Edwards stages most of his gags in long shot partly to leave a gap between his characters’ misapprehensions and our own. Like Jacques Tati, he is never afraid of letting us predict his moves in advance: Clouseau need only wander into a billiard room or a gymnasium and the practised viewer will start to scan the screen like a soldier before a minefield, mentally itemising potential causes of disaster18. The only certainty is that Clouseau will gain nothing from experience, however painful; if he enters the same situation again, he will make the same mistakes or find new and better ones. In one of their earlier articles on Edwards, William Luhr and Peter Lehman assert that Clouseau is an exemplary figure because he “has no faith in anything and continually adapts”19; the description might apply to James Coburn’s wiseguy lieutenant in What Did You Do in the War, Daddy?, but here seems hilariously back-to-front. Clouseau is governed by a single fixed idea, this being his view of himself as a brilliant detective and man of action; his “adaptations” are desperate, after-the-fact efforts to preserve this fantasy (“I see you are familiar with the falling-down-on-the-floor ploy”). Were his self-belief to falter, he would plummet to his doom, like Wile E. Coyote gazing into the abyss after he runs over a cliff.

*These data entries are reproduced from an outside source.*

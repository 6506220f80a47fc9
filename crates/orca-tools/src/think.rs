//! Think tool: a scratchpad the model can write reasoning notes to

use async_trait::async_trait;
use orca_core::tool::{parse_input, SchemaBuilder};
use orca_core::{Result, Tool, ToolContext, ToolResult};
use serde::Deserialize;
use serde_json::Value;

#[derive(Debug, Default)]
pub struct ThinkTool;

#[derive(Debug, Deserialize)]
struct Input {
    thought: String,
}

#[async_trait]
impl Tool for ThinkTool {
    fn name(&self) -> &str {
        "think"
    }

    fn description(&self) -> &str {
        "Think through a problem step by step before acting. Records the thought without \
changing anything; use it to plan multi-step work or check intermediate results."
    }

    fn input_schema(&self) -> Value {
        SchemaBuilder::object()
            .string("thought", "Your reasoning", true)
            .build()
    }

    async fn execute(&self, input: Value, _ctx: &ToolContext) -> Result<ToolResult> {
        let input: Input = parse_input(input)?;
        tracing::debug!(len = input.thought.len(), "Recorded thought");
        Ok(ToolResult::success(format!("Thought recorded: {}", input.thought)))
    }
}
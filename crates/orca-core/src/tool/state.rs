//! Session state owned by individual tools
//!
//! Kept in [`ToolContext`](super::ToolContext) so that linked tools
//! (`todo_read`/`todo_write`) and repeated calls (`bash`) see the same state.

use std::collections::BTreeMap;
use std::path::PathBuf;

use serde::{Deserialize, Serialize};

/// Shell state carried between `bash` calls
#[derive(Debug, Clone, Default, PartialEq)]
pub struct ShellSession {
    /// Working directory for the next command; `None` uses the process cwd
    pub cwd: Option<PathBuf>,
    /// Full environment for the next command; `None` inherits the process env
    pub env: Option<BTreeMap<String, String>>,
    pub history: Vec<ShellRecord>,
}

/// One executed shell command
#[derive(Debug, Clone, PartialEq)]
pub struct ShellRecord {
    pub command: String,
    pub exit_code: Option<i32>,
    /// Leading part of the output
    pub preview: String,
}

#[derive(Debug, Clone, Copy, PartialEq, Eq, Serialize, Deserialize)]
#[serde(rename_all = "snake_case")]
pub enum TodoStatus {
    Pending,
    InProgress,
    Completed,
}

#[derive(Debug, Clone, Copy, PartialEq, Eq, Serialize, Deserialize)]
#[serde(rename_all = "lowercase")]
pub enum TodoPriority {
    High,
    Medium,
    Low,
}

impl TodoPriority {
    pub fn as_str(&self) -> &'static str {
        match self {
            Self::High => "HIGH",
            Self::Medium => "MEDIUM",
            Self::Low => "LOW",
        }
    }
}

/// An entry of the session's task list
#[derive(Debug, Clone, PartialEq, Serialize, Deserialize)]
pub struct TodoItem {
    pub id: String,
    pub content: String,
    pub status: TodoStatus,
    pub priority: TodoPriority,
}
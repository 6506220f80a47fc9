//! Tool dispatcher
//!
//! Resolves model-issued tool calls against a [`ToolRegistry`], runs them,
//! and folds every outcome (missing tool, bad arguments, failure, panic)
//! into an error-flagged result. Nothing here returns `Err` to the caller.

use std::panic::AssertUnwindSafe;
use std::time::{Duration, Instant};

use futures::FutureExt;
use futures::future::join_all;
use tracing::{debug, warn};

use super::context::ToolContext;
use super::metrics::MetricsRegistry;
use super::registry::ToolRegistry;
use crate::Error;
use crate::llm::{ContentBlock, ToolCall};

/// Placeholder used when a tool returns nothing
pub const NO_OUTPUT: &str = "Tool returned no output";

/// How a batch is executed
#[derive(Debug, Clone, Copy, PartialEq, Eq, Default)]
pub enum ExecutionMode {
    /// All calls run concurrently; results are reassembled in call order
    #[default]
    Parallel,
    /// Calls run one after another in call order
    Sequential,
}

/// Outcome of one tool call
#[derive(Debug, Clone, PartialEq)]
pub struct ToolInvocationResult {
    pub tool_use_id: String,
    pub tool_name: String,
    pub content: String,
    pub is_error: bool,
    pub latency: Duration,
}

impl ToolInvocationResult {
    /// Tool result block answering the originating call
    pub fn into_block(self) -> ContentBlock {
        ContentBlock::ToolResult {
            tool_use_id: self.tool_use_id,
            content: self.content,
            is_error: self.is_error,
        }
    }
}

/// Executes batches of tool calls against a registry
pub struct ToolDispatcher<'a> {
    registry: &'a ToolRegistry,
    metrics: Option<&'a MetricsRegistry>,
    mode: ExecutionMode,
}

impl<'a> ToolDispatcher<'a> {
    pub fn new(registry: &'a ToolRegistry) -> Self {
        Self {
            registry,
            metrics: None,
            mode: ExecutionMode::default(),
        }
    }

    /// Record `(latency, is_error)` for every invocation
    pub fn with_metrics(mut self, metrics: &'a MetricsRegistry) -> Self {
        self.metrics = Some(metrics);
        self
    }

    pub fn mode(mut self, mode: ExecutionMode) -> Self {
        self.mode = mode;
        self
    }

    /// Run a batch; the result has one entry per call, in call order.
    pub async fn dispatch(&self, calls: &[ToolCall], ctx: &ToolContext) -> Vec<ToolInvocationResult> {
        debug!(count = calls.len(), mode = ?self.mode, "Dispatching tool batch");

        match self.mode {
            ExecutionMode::Parallel => join_all(calls.iter().map(|call| self.invoke(call, ctx))).await,
            ExecutionMode::Sequential => {
                let mut results = Vec::with_capacity(calls.len());
                for call in calls {
                    results.push(self.invoke(call, ctx).await);
                }
                results
            }
        }
    }

    async fn invoke(&self, call: &ToolCall, ctx: &ToolContext) -> ToolInvocationResult {
        let Some(tool) = self.registry.get(&call.name) else {
            warn!(tool = %call.name, "Model requested an unknown tool");
            return ToolInvocationResult {
                tool_use_id: call.id.clone(),
                tool_name: call.name.clone(),
                content: Error::ToolNotFound(call.name.clone()).to_string(),
                is_error: true,
                latency: Duration::ZERO,
            };
        };

        let started = Instant::now();
        let outcome = AssertUnwindSafe(tool.execute(call.input.clone(), ctx))
            .catch_unwind()
            .await;
        let latency = started.elapsed();

        let (content, is_error) = match outcome {
            Ok(Ok(result)) if result.output.trim().is_empty() => (NO_OUTPUT.to_string(), result.is_error),
            Ok(Ok(result)) => (result.output, result.is_error),
            Ok(Err(Error::InvalidArguments(detail))) => (
                format!("Tool error in {}: Invalid arguments - {}", call.name, detail),
                true,
            ),
            Ok(Err(Error::ToolExecution(detail))) => {
                (format!("Tool error in {}: {}", call.name, detail), true)
            }
            Ok(Err(e)) => (format!("Tool error in {}: {}", call.name, e), true),
            Err(_) => (format!("Tool error in {}: tool panicked", call.name), true),
        };

        if let Some(metrics) = self.metrics {
            metrics.record(&call.name, latency, is_error);
        }

        debug!(
            tool = %call.name,
            latency_ms = latency.as_millis() as u64,
            is_error,
            "Tool call finished"
        );

        ToolInvocationResult {
            tool_use_id: call.id.clone(),
            tool_name: call.name.clone(),
            content,
            is_error,
            latency,
        }
    }
}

It hardly needs saying that many of the abysses in Edwards’ films are as literal as those in Road Runner cartoons; his characters are always tumbling down staircases, off balconies or down holes, the camera observing their trajectories from a convenient distance or remaining implacable as they vanish beneath the frame. Felix Farmer (Richard Mulligan), the nominal hero of S.O.B., stays out of sight for much of the film’s first hour, confined to an upstairs bedroom of his beach house after a series of botched suicide attempts20. Finally, he rises to his feet and stumbles forward onto a rug that has been placed over a hole in the floor that he created earlier in a effort to hang himself21. Very slowly, he descends into the room below, where one of Edwards’ parties is in full swing, the guests too plastered to notice anything odd has occurred . . .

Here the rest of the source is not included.